I flash the ID, stepping close enough so he can read it. “How’d you like to help your government?”
63
They’re wrong,” Naomi said into her earpiece as she eased the steering wheel to the right and struggled to leave the three-lane roundabout that was filled with early morning traffic.
“Nomi, I know you had a head injury, but listen to me: Satellites aren’t wrong,” Scotty replied in her ear. “People are wrong. Rental car companies are wrong. But LoJack tracking systems hidden in some secret spot below a rental car? Never wrong.”
With a long honk of her horn, Naomi tried shoving her way past a silver minivan, but the van wouldn’t budge. “You think I don’t know the hell of morning carpool!?” Naomi screamed through her closed window.
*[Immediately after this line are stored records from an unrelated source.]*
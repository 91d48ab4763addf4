//! Small helpers shared by the auth handlers.

use regex::Regex;

/// Normalize an email for lookup/uniqueness checks.
pub(super) fn normalize_email(email: &str) -> String {
    email.trim().to_lowercase()
}

/// Basic email format check on already-normalized input.
pub(super) fn valid_email(email_normalized: &str) -> bool {
    Regex::new(r"^[^@\s]+@[^@\s]+\.[^@\s]+$").is_ok_and(|regex| regex.is_match(email_normalized))
}

/// Extract a client IP from common proxy headers.
pub(crate) fn extract_client_ip(headers: &axum::http::HeaderMap) -> Option<String> {
    let forwarded = headers
        .get("x-forwarded-for")
        .and_then(|value| value.to_str().ok())
        .and_then(|value| value.split(',').next())
        .map(str::trim)
        .filter(|value| !value.is_empty());
    if forwarded.is_some() {
        return forwarded.map(str::to_string);
    }
    headers
        .get("x-real-ip")
        .and_then(|value| value.to_str().ok())
        .map(str::trim)
        .filter(|value| !value.is_empty())
        .map(str::to_string)
}

#[cfg(test)]
mod tests {
    use super::*;
    use axum::http::{HeaderMap, HeaderValue};

    #[test]
    fn normalize_email_trims_and_lowercases() {
        assert_eq!(normalize_email(" Admin@Clinica.COM "), "admin@clinica.com");
    }

    #[test]
    fn valid_email_accepts_basic_format() {
        assert!(valid_email("admin@clinica.com"));
        assert!(valid_email("name.surname@clinica.com.br"));
    }

    #[test]
    fn valid_email_rejects_missing_parts() {
        assert!(!valid_email("not-an-email"));
        assert!(!valid_email("missing-at.clinica.com"));
        assert!(!valid_email("missing-domain@"));
    }

    #[test]
    fn extract_client_ip_prefers_forwarded() {
        let mut headers = HeaderMap::new();
        headers.insert(
            "x-forwarded-for",
            HeaderValue::from_static("1.2.3.4, 5.6.7.8"),
        );
        headers.insert("x-real-ip", HeaderValue::from_static("9.9.9.9"));
        assert_eq!(extract_client_ip(&headers), Some("1.2.3.4".to_string()));
    }

    #[test]
    fn extract_client_ip_falls_back_to_real_ip() {
        let mut headers = HeaderMap::new();
        headers.insert("x-real-ip", HeaderValue::from_static("9.9.9.9"));
        assert_eq!(extract_client_ip(&headers), Some("9.9.9.9".to_string()));
    }

    #[test]
    fn extract_client_ip_none_when_missing() {
        let headers = HeaderMap::new();
        assert_eq!(extract_client_ip(&headers), None);
    }
}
Ignoring her, the driver of the minivan pretended to scratch her head while giving Naomi the finger.
“I hope your kid has disciplinary problems!” Naomi shouted back, now making her second lap around the roundabout.
“Nomi, you need to calm down.”
“This is calm,” she said as the VA hospital once again appeared in front of her. “I’m just saying: Why would Cal be here? They had full access to a hospital when they dropped me off last night.”
“Maybe something happened. Maybe one of them got hurt.”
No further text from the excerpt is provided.